Celebrity death match: Olin Shivers vs. Derek Sivers
I think the article is sending a pretty problematic overall message.

The underlying story is somewhat interesting. The author went through life with a lot of unnecessary guilt and suffering because he was carrying around a false narrative, and it is true that false narratives happen. But the larger conclusion he tries to draw from it seems really problematic:

>History is not true. You can change history. The actual factual events are such a small part of the story. Everything else is interpretation.

But this is NOT the moral of the story in my view. The moral is that one can have an erroneous belief about what happened, and THAT can cause a lot of problems. The author even experienced feeling better when he learned what ACTUALLY happened, not when he decided on a new interpretation of events. Because his original belief about the event was NOT an interpretation of events, it was an erroneous belief about what the events were.

And in fact, in the anecdote, learning the "factual events" was everything.

In general, I struggle with the idea that calling something that's just factually wrong "an interpretation". That seems to stretch the word "interpretation" to the point where it stops being useful. If I am convinced that Napoleon was, in fact, a black man, do we really want to call that an "interpretation of events". What events am I interpreting? None, I would argue. I'm just making things up. Just like someone made up that the woman in the story broke her spine. It just never happened. It's not an interpretation of anything.

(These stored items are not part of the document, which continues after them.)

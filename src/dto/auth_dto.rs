use chrono::{DateTime, Utc};
use serde::{Deserialize, Serialize};
use validator::Validate;

use crate::models::user::User;

#[derive(Debug, Clone, Serialize, Deserialize, Validate)]
pub struct SignUpPayload {
    #[validate(length(min = 1, message = "Name must not be blank"))]
    pub name: String,
    #[validate(email(message = "Please enter a valid email"))]
    pub email: String,
    #[validate(length(min = 1, message = "Nickname must not be blank"))]
    pub nickname: String,
    #[validate(length(min = 6, message = "Password must be at least 6 characters"))]
    pub password: String,
    #[validate(must_match(other = "password", message = "Passwords do not match"))]
    pub confirm_password: String,
}

#[derive(Debug, Clone, Serialize, Deserialize, Validate)]
pub struct LoginPayload {
    #[validate(email(message = "Please enter a valid email"))]
    pub email: String,
    #[validate(length(min = 1, message = "Password must not be blank"))]
    pub password: String,
}

#[derive(Debug, Clone, Serialize, Deserialize)]
pub struct UserResponse {
    pub id: uuid::Uuid,
    pub name: String,
    pub email: String,
    pub nickname: String,
    pub role: String,
    pub total_quizzes: i32,
    pub total_points: i32,
    pub average_accuracy: f64,
    pub created_at: DateTime<Utc>,
}

impl From<User> for UserResponse {
    fn from(user: User) -> Self {
        Self {
            id: user.id,
            name: user.name,
            email: user.email,
            nickname: user.nickname,
            role: user.role,
            total_quizzes: user.total_quizzes,
            total_points: user.total_points,
            average_accuracy: user.average_accuracy,
            created_at: user.created_at,
        }
    }
}

#[derive(Debug, Clone, Serialize, Deserialize)]
pub struct AuthResponse {
    pub token: String,
    pub user: UserResponse,
}
use chrono::{DateTime, Utc};
use serde::{Deserialize, Serialize};
use sqlx::FromRow;
use uuid::Uuid;

#[derive(Debug, Clone, Serialize, Deserialize, FromRow)]
pub struct User {
    pub id: Uuid,
    pub name: String,
    pub email: String,
    pub nickname: String,
    #[serde(skip_serializing, default)]
    pub password_hash: String,
    pub role: String,
    pub total_quizzes: i32,
    pub total_points: i32,
    pub average_accuracy: f64,
    pub created_at: DateTime<Utc>,
    pub updated_at: DateTime<Utc>,
}

impl User {
    pub fn is_admin(&self) -> bool {
        self.role.eq_ignore_ascii_case("admin")
    }
}
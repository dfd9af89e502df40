use axum::{
    http::StatusCode,
    response::{IntoResponse, Json},
};
use serde_json::json;

pub type Result<T> = std::result::Result<T, Error>;

#[derive(Debug, thiserror::Error)]
pub enum Error {
    #[error("Configuration error: {0}")]
    Config(String),

    #[error("Bad request: {0}")]
    BadRequest(String),

    #[error("Unauthorized: {0}")]
    Unauthorized(String),

    #[error("Forbidden: {0}")]
    Forbidden(String),

    #[error("Not found: {0}")]
    NotFound(String),

    #[error("Conflict: {0}")]
    Conflict(String),

    #[error("Database error: {0}")]
    Database(sqlx::Error),

    #[error("Validation error: {0}")]
    Validation(#[from] validator::ValidationErrors),

    #[error("JSON error: {0}")]
    Json(#[from] serde_json::Error),

    #[error("Password hash error: {0}")]
    PasswordHash(String),

    #[error(transparent)]
    Anyhow(#[from] anyhow::Error),

    #[error("Internal error: {0}")]
    Internal(String),
}

impl IntoResponse for Error {
    fn into_response(self) -> axum::response::Response {
        let (status, error_message) = match self {
            Error::BadRequest(msg) => (StatusCode::BAD_REQUEST, msg),
            Error::Unauthorized(msg) => (StatusCode::UNAUTHORIZED, msg),
            Error::Forbidden(msg) => (StatusCode::FORBIDDEN, msg),
            Error::NotFound(msg) => (StatusCode::NOT_FOUND, msg),
            Error::Conflict(msg) => (StatusCode::CONFLICT, msg),
            Error::Validation(err) => (StatusCode::BAD_REQUEST, err.to_string()),
            Error::Database(err) => (StatusCode::INTERNAL_SERVER_ERROR, err.to_string()),
            Error::Json(err) => (StatusCode::BAD_REQUEST, err.to_string()),
            Error::PasswordHash(msg) => (StatusCode::INTERNAL_SERVER_ERROR, msg),
            Error::Internal(msg) => (StatusCode::INTERNAL_SERVER_ERROR, msg),
            Error::Anyhow(err) => (StatusCode::BAD_REQUEST, err.to_string()),
            _ => (
                StatusCode::INTERNAL_SERVER_ERROR,
                "An unexpected error occurred".to_string(),
            ),
        };

        let body = Json(json!({ "error": error_message }));
        (status, body).into_response()
    }
}

impl From<sqlx::Error> for Error {
    fn from(err: sqlx::Error) -> Self {
        match err {
            sqlx::Error::RowNotFound => Error::NotFound("Resource not found".to_string()),
            other => Error::Database(other),
        }
    }
}

impl From<argon2::password_hash::Error> for Error {
    fn from(err: argon2::password_hash::Error) -> Self {
        Error::PasswordHash(err.to_string())
    }
}

impl From<jsonwebtoken::errors::Error> for Error {
    fn from(err: jsonwebtoken::errors::Error) -> Self {
        Error::Internal(err.to_string())
    }
}
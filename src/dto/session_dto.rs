use std::collections::HashMap;

use chrono::{DateTime, Utc};
use serde::{Deserialize, Serialize};
use uuid::Uuid;
use validator::Validate;

use crate::models::quiz_session::QuizSession;
use crate::services::scoring_service::QuizScore;
use crate::services::session_service::{QuizPerformance, SessionStats};

#[derive(Debug, Clone, Serialize, Deserialize, Validate)]
pub struct SubmitQuizPayload {
    #[validate(length(min = 1, message = "Category must not be blank"))]
    pub category: String,
    /// Selected option texts keyed by question index. Questions without an
    /// entry count as unanswered.
    #[serde(default)]
    pub selections: HashMap<usize, Vec<String>>,
    #[validate(range(min = 0, message = "Elapsed time must not be negative"))]
    pub time_spent_seconds: i32,
}

#[derive(Debug, Clone, Serialize, Deserialize)]
pub struct SubmitQuizResponse {
    pub session_id: Uuid,
    pub category: String,
    pub correct_answers: i32,
    pub total_questions: i32,
    pub accuracy: f64,
    pub total_points: i32,
    pub time_spent_seconds: i32,
    pub completed_at: DateTime<Utc>,
}

impl SubmitQuizResponse {
    pub fn new(session: QuizSession, score: QuizScore) -> Self {
        Self {
            session_id: session.id,
            category: session.category,
            correct_answers: score.correct_answers,
            total_questions: score.total_questions,
            accuracy: score.accuracy,
            total_points: score.total_points,
            time_spent_seconds: score.time_spent_seconds,
            completed_at: session.completed_at,
        }
    }
}

#[derive(Debug, Clone, Serialize, Deserialize, Default)]
#[serde(default)]
pub struct HistoryQuery {
    pub category: Option<String>,
}

#[derive(Debug, Clone, Serialize, Deserialize)]
pub struct SessionResponse {
    pub id: Uuid,
    pub category: String,
    pub total_questions: i32,
    pub correct_answers: i32,
    pub total_points: i32,
    pub accuracy: f64,
    pub time_spent_seconds: i32,
    pub completed_at: DateTime<Utc>,
}

impl From<QuizSession> for SessionResponse {
    fn from(session: QuizSession) -> Self {
        Self {
            id: session.id,
            accuracy: session.accuracy(),
            category: session.category,
            total_questions: session.total_questions,
            correct_answers: session.correct_answers,
            total_points: session.total_points,
            time_spent_seconds: session.time_spent_seconds,
            completed_at: session.completed_at,
        }
    }
}

#[derive(Debug, Clone, Serialize, Deserialize)]
pub struct HistoryResponse {
    pub items: Vec<SessionResponse>,
}

#[derive(Debug, Clone, Serialize, Deserialize)]
pub struct PerformancePoint {
    pub quiz_number: i32,
    pub accuracy: f64,
    pub points: i32,
    pub category: String,
    pub completed_at: DateTime<Utc>,
}

impl From<QuizPerformance> for PerformancePoint {
    fn from(point: QuizPerformance) -> Self {
        Self {
            quiz_number: point.quiz_number,
            accuracy: point.accuracy,
            points: point.points,
            category: point.category,
            completed_at: point.completed_at,
        }
    }
}

#[derive(Debug, Clone, Serialize, Deserialize)]
pub struct StatsResponse {
    pub total_sessions: i32,
    pub total_points: i32,
    pub average_accuracy: f64,
    pub performance: Vec<PerformancePoint>,
}

impl From<SessionStats> for StatsResponse {
    fn from(stats: SessionStats) -> Self {
        Self {
            total_sessions: stats.total_sessions,
            total_points: stats.total_points,
            average_accuracy: stats.average_accuracy,
            performance: stats.performance.into_iter().map(Into::into).collect(),
        }
    }
}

I think the point is that interpretation is all we really have. We believe that memories are these absolute things, but rigorous studies show that no human being remembers things perfectly, even when they believe they do.

For many years as a kid, I knew Santa Claus was real because I had seen him come to my house. My faith was unshakable, because I had observed it with my own eyes. Years later, I found out that on Christmas morning. My dad had left the room changed into the Santa outfit, snuck outside and came to the back door to surprise me with my mom. I was too young to realize that my dad had snuck away and wasn’t there at the same time as Santa.

If we could look back in time and see things just as they were I think it would be disconcerting how many little details we remember wrong that our mind fills in, without us realizing it.

Yes, I agree that “interpretation is all we have” is the point they are trying to make. I also agree that there is an important point there. Memories are often not what we think they are.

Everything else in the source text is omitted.